Ces nouveaux Français connaissent les réalités du monde, à commencer par sa laideur et son intolérance systémique. Ils savent ce qu’est un Arabe, un Pakistanais ou un Peul. Ils sont ouverts sur le monde tandis que le bobo l’imagine au lieu de le connaître, il y projette sa conception rousseauiste de la nature humaine où la bonté et la fragilité forment l’horizon définitif de l’histoire. Cependant, il a quitté l’histoire et l’ignore.

Il y a bien longtemps, il y avait Romain Gary. Aujourd’hui, il y a Éric Zemmour (son origine étrangère est déterminante dans son engagement et sa radicalité). Il y a bien sûr Boualem Sansal, Claire Koç, Sabrina Medjebeur, Naïma M’Faddel… Et sans aucun doute Sonia Mabrouk.

Les boat people improbables

Au lieu d’écrire un essai pour formuler grossièrement son message d’avertissement (Réveillez-vous, bon sang !), elle a choisi la forme romanesque.

Et si demain tout était inversé raconte le voyage de Louise et Aurélien, un couple fortuné qui décide de s’exiler en Afrique du Nord. La vie en France est devenue impossible à cause de la guerre civile interethnique et des bombardements russes incessants. La femme représente tout ce qu’il y a de bon en France (bon sens, sensibilité, amour des belles lettres et des belles choses, fidélité à la tradition judéo-chrétienne) ; l’homme, tout ce qui est méprisable (déni, arrogance, opportunisme, absence de convictions). On a envie de le gifler et de demander à Louise : que penses-tu de lui, de se marier et de lui donner un enfant ?

Aurélien incarne l’archétype de gagnantle gagnant de la mondialisation. En tant que médecin, il a prospéré en effectuant des chirurgies de transition de genre sur des enfants et des adolescents. Lorsque sa femme l’interroge sur l’éthique de sa démarche, il répond qu’il s’agit de progrès et qu’on ne peut rien contre le progrès car “il nous surpasse”. Il nous dépasse et remplit son compte en banque.

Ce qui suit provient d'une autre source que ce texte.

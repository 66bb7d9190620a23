//! Server-side autojoin actions.
//!
//! Autojoin lets everyone with an email address on a given domain join a
//! scope (organization, team, ...) without an individual invitation. These
//! are plain async functions for the application's own admin surfaces; they
//! are not mounted as routes and do not consult the access policy, so the
//! caller is responsible for checking that the current user may administer
//! the scope.

use anyhow::Context;

use crate::api::VortexState;
use crate::error::{VortexError, VortexResult};
use crate::model::{AutojoinDomains, ConfigureAutojoinRequest};

/// Autojoin domains configured for a scope, plus the invitation backing them.
pub async fn get_autojoin_domains(
    state: &VortexState,
    scope_type: &str,
    scope: &str,
) -> VortexResult<AutojoinDomains> {
    let config = state.config().await?;
    let client = state.client(&config)?;

    Ok(client
        .get_autojoin_domains(scope_type.to_string(), scope.to_string())
        .await
        .context("Error in get_autojoin_domains")?)
}

/// Sync the autojoin domains of a scope.
///
/// Domains not listed are removed; an empty list deactivates autojoin for
/// the scope.
pub async fn configure_autojoin(
    state: &VortexState,
    request: ConfigureAutojoinRequest,
) -> VortexResult<AutojoinDomains> {
    if request.scope.is_empty() || request.scope_type.is_empty() {
        return Err(VortexError::validation("scope and scopeType are required"));
    }
    if request.widget_id.is_empty() {
        return Err(VortexError::validation("widgetId is required"));
    }

    let config = state.config().await?;
    let client = state.client(&config)?;

    Ok(client
        .configure_autojoin(request)
        .await
        .context("Error in configure_autojoin")?)
}
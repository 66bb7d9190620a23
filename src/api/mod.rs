//! HTTP surface of the adapter.
//!
//! The six routes are declared once in [`VortexRoute`] and mounted either one
//! at a time through the route factories or all together with
//! [`vortex_router`]. Paths are relative; nest the router under whatever
//! prefix the frontend provider is configured with (usually `/api/vortex`).

mod error;
mod handlers;
mod jwt;
mod state;
mod types;


use axum::Router;
use axum::routing::{MethodRouter, get, post};
use tower::ServiceBuilder;
use tower_http::trace::TraceLayer;

pub use error::method_not_allowed;
pub use handlers::{
    accept_invitations, delete_invitations_by_group, get_invitation, get_invitations_by_group,
    get_invitations_by_target, reinvite, revoke_invitation,
};
pub use jwt::generate_jwt;
pub use state::{Guarded, VortexState};
pub use types::{
    AcceptInvitationsRequest, ErrorBody, InvitationsResponse, JwtRequest, JwtResponse,
    SuccessResponse, TargetQuery,
};

/// Route paths the frontend provider calls, relative to the mount point.
#[derive(Debug, Clone, Copy, PartialEq, Eq, Hash)]
pub enum VortexRoute {
    Jwt,
    Invitations,
    Invitation,
    InvitationsAccept,
    InvitationsByGroup,
    InvitationReinvite,
}

impl VortexRoute {
    pub const ALL: [VortexRoute; 6] = [
        VortexRoute::Jwt,
        VortexRoute::Invitations,
        VortexRoute::Invitation,
        VortexRoute::InvitationsAccept,
        VortexRoute::InvitationsByGroup,
        VortexRoute::InvitationReinvite,
    ];

    pub fn path(self) -> &'static str {
        match self {
            Self::Jwt => "/jwt",
            Self::Invitations => "/invitations",
            Self::Invitation => "/invitations/{invitationId}",
            Self::InvitationsAccept => "/invitations/accept",
            Self::InvitationsByGroup => "/invitations/by-group/{groupType}/{groupId}",
            Self::InvitationReinvite => "/invitations/{invitationId}/reinvite",
        }
    }

    /// HTTP methods served on this path.
    pub fn methods(self) -> &'static [&'static str] {
        match self {
            Self::Jwt | Self::InvitationsAccept | Self::InvitationReinvite => &["POST"],
            Self::Invitations => &["GET"],
            Self::Invitation | Self::InvitationsByGroup => &["GET", "DELETE"],
        }
    }

    pub fn method_router(self) -> MethodRouter<VortexState> {
        match self {
            Self::Jwt => jwt_route(),
            Self::Invitations => invitations_route(),
            Self::Invitation => invitation_route(),
            Self::InvitationsAccept => invitations_accept_route(),
            Self::InvitationsByGroup => invitations_by_group_route(),
            Self::InvitationReinvite => reinvite_route(),
        }
    }
}

/// Join a base URL with a route template, dropping one trailing slash.
pub fn api_path(base_url: &str, route: VortexRoute) -> String {
    let base = base_url.strip_suffix('/').unwrap_or(base_url);
    format!("{}{}", base, route.path())
}

pub fn jwt_route() -> MethodRouter<VortexState> {
    post(generate_jwt).fallback(method_not_allowed)
}

pub fn invitations_route() -> MethodRouter<VortexState> {
    get(get_invitations_by_target)
        .head(method_not_allowed)
        .fallback(method_not_allowed)
}

pub fn invitation_route() -> MethodRouter<VortexState> {
    get(get_invitation)
        .head(method_not_allowed)
        .delete(revoke_invitation)
        .fallback(method_not_allowed)
}

pub fn invitations_accept_route() -> MethodRouter<VortexState> {
    post(accept_invitations).fallback(method_not_allowed)
}

pub fn invitations_by_group_route() -> MethodRouter<VortexState> {
    get(get_invitations_by_group)
        .head(method_not_allowed)
        .delete(delete_invitations_by_group)
        .fallback(method_not_allowed)
}

pub fn reinvite_route() -> MethodRouter<VortexState> {
    post(reinvite).fallback(method_not_allowed)
}

/// All routes, still waiting for their state.
pub fn vortex_routes() -> Router<VortexState> {
    VortexRoute::ALL
        .into_iter()
        .fold(Router::new(), |router, route| {
            router.route(route.path(), route.method_router())
        })
}

pub fn vortex_router(state: VortexState) -> Router {
    vortex_routes()
        .layer(ServiceBuilder::new().layer(TraceLayer::new_for_http()))
        .with_state(state)
}

#[cfg(test)]
mod tests {
    use super::*;

    #[test]
    fn test_api_path() {
        assert_eq!(
            api_path("https://app.test/api/vortex/", VortexRoute::Jwt),
            "https://app.test/api/vortex/jwt"
        );
        assert_eq!(
            api_path("/api/vortex", VortexRoute::InvitationsByGroup),
            "/api/vortex/invitations/by-group/{groupType}/{groupId}"
        );
    }

    #[test]
    fn test_route_paths_are_unique() {
        let mut paths: Vec<_> = VortexRoute::ALL.iter().map(|r| r.path()).collect();
        paths.sort();
        paths.dedup();
        assert_eq!(paths.len(), VortexRoute::ALL.len());
    }
}
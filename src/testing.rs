// Test doubles shared by the unit and router tests.

use std::sync::{Arc, Mutex};

use anyhow::{Result, bail};
use serde_json::{Value, json};

use crate::api::VortexState;
use crate::auth::JwtPayload;
use crate::client::{ApiFuture, ClientFactory, VortexApi};
use crate::config::ResolvedConfig;
use crate::model::{
    AcceptTarget, AutojoinDomain, AutojoinDomains, ConfigureAutojoinRequest, Invitation,
    TargetType,
};
use crate::store::ConfigStore;
use crate::types::{GroupId, GroupType, InvitationId};

/// In-memory `VortexApi` that records every call and answers with canned data.
#[derive(Default)]
pub struct StubVortex {
    calls: Mutex<Vec<String>>,
    fail: bool,
}

impl StubVortex {
    pub fn new() -> Arc<Self> {
        Arc::new(Self::default())
    }

    /// A stub whose network operations all fail.
    pub fn failing() -> Arc<Self> {
        Arc::new(Self {
            fail: true,
            ..Self::default()
        })
    }

    pub fn calls(&self) -> Vec<String> {
        self.calls.lock().unwrap().clone()
    }

    fn record(&self, call: String) -> Result<()> {
        self.calls.lock().unwrap().push(call);
        if self.fail {
            bail!("upstream returned 502 Bad Gateway");
        }
        Ok(())
    }

    /// Client factory that always hands out this stub.
    pub fn factory(self: &Arc<Self>) -> ClientFactory {
        let stub = self.clone();
        Arc::new(move |_config: &ResolvedConfig| -> Result<Arc<dyn VortexApi>> {
            Ok(stub.clone())
        })
    }
}

/// Router state over an isolated store, with no environment fallback.
pub fn stub_state(stub: &Arc<StubVortex>) -> (Arc<ConfigStore>, VortexState) {
    let store = Arc::new(ConfigStore::with_env(|_| None));
    let state = VortexState::with_client_factory(store.clone(), stub.factory());
    (store, state)
}

impl VortexApi for StubVortex {
    fn get_invitations_by_target(
        &self,
        target_type: TargetType,
        target_value: String,
    ) -> ApiFuture<'_, Vec<Invitation>> {
        Box::pin(async move {
            self.record(format!("get_invitations_by_target:{}:{}", target_type, target_value))?;
            Ok(vec![
                Invitation::new("inv_1")
                    .with_field("target", json!({"type": target_type, "value": target_value})),
            ])
        })
    }

    fn get_invitation(&self, invitation_id: InvitationId) -> ApiFuture<'_, Invitation> {
        Box::pin(async move {
            self.record(format!("get_invitation:{}", invitation_id))?;
            Ok(Invitation::new(invitation_id).with_field("status", json!("delivered")))
        })
    }

    fn revoke_invitation(&self, invitation_id: InvitationId) -> ApiFuture<'_, ()> {
        Box::pin(async move { self.record(format!("revoke_invitation:{}", invitation_id)) })
    }

    fn accept_invitations(
        &self,
        invitation_ids: Vec<InvitationId>,
        target: AcceptTarget,
    ) -> ApiFuture<'_, Value> {
        Box::pin(async move {
            let ids: Vec<&str> = invitation_ids.iter().map(InvitationId::as_str).collect();
            self.record(format!("accept_invitations:{}", ids.join(",")))?;
            Ok(json!({"accepted": ids, "target": target}))
        })
    }

    fn get_invitations_by_group(
        &self,
        group_type: GroupType,
        group_id: GroupId,
    ) -> ApiFuture<'_, Vec<Invitation>> {
        Box::pin(async move {
            self.record(format!("get_invitations_by_group:{}:{}", group_type, group_id))?;
            Ok(vec![Invitation::new("inv_g1"), Invitation::new("inv_g2")])
        })
    }

    fn delete_invitations_by_group(
        &self,
        group_type: GroupType,
        group_id: GroupId,
    ) -> ApiFuture<'_, ()> {
        Box::pin(async move {
            self.record(format!("delete_invitations_by_group:{}:{}", group_type, group_id))
        })
    }

    fn reinvite(&self, invitation_id: InvitationId) -> ApiFuture<'_, Invitation> {
        Box::pin(async move {
            self.record(format!("reinvite:{}", invitation_id))?;
            Ok(Invitation::new(invitation_id).with_field("status", json!("queued")))
        })
    }

    fn generate_jwt(&self, payload: &JwtPayload) -> Result<String> {
        self.record(format!("generate_jwt:{}", payload.user_id))?;
        Ok(format!(
            "jwt-for-{}:{}",
            payload.user_id,
            serde_json::to_string(&payload.attributes)?
        ))
    }

    fn get_autojoin_domains(
        &self,
        scope_type: String,
        scope: String,
    ) -> ApiFuture<'_, AutojoinDomains> {
        Box::pin(async move {
            self.record(format!("get_autojoin_domains:{}:{}", scope_type, scope))?;
            Ok(AutojoinDomains {
                autojoin_domains: vec![AutojoinDomain {
                    id: "ad_1".to_string(),
                    domain: "acme.com".to_string(),
                }],
                invitation: None,
            })
        })
    }

    fn configure_autojoin(
        &self,
        request: ConfigureAutojoinRequest,
    ) -> ApiFuture<'_, AutojoinDomains> {
        Box::pin(async move {
            self.record(format!(
                "configure_autojoin:{}:{}:{}",
                request.scope_type,
                request.scope,
                request.domains.join(",")
            ))?;
            Ok(AutojoinDomains {
                autojoin_domains: request
                    .domains
                    .iter()
                    .enumerate()
                    .map(|(i, domain)| AutojoinDomain {
                        id: format!("ad_{}", i + 1),
                        domain: domain.clone(),
                    })
                    .collect(),
                invitation: None,
            })
        })
    }
}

Aurélien le trouve extraordinaire. Il symbolise une époque où l’ultra-spécialisation technique détermine l’ascension sociale tandis que la culture générale a perdu ses lettres de noblesse. Aurélien n’a tout simplement pas les moyens de comprendre qu’il risque de disparaître, et son pays avec lui, s’il ne se comporte pas comme un homme !

Double chemin sain

Sonia Mabrouk s’adresse à tous les Auréliens de France avec la subtilité et la finesse qui sont sa signature. Il place le lecteur dans un scénario hypothétique, si improbable qu’il désarme la résistance de ceux qui prennent toute référence à la réalité comme une micro-agression.

Qui aurait pu imaginer que les Français, et les Européens en général, prendraient le chemin de l’exil ? Qu’ils soient réduits au rang de les boat people rançonnés par des passeurs et maltraités par les garde-côtes des pays arabes ? Qui pourrait croire que les populations arabes leur imposent la conversion à l’islam sans « droit à la différence » ni « ne touchez pas à mon ami » ?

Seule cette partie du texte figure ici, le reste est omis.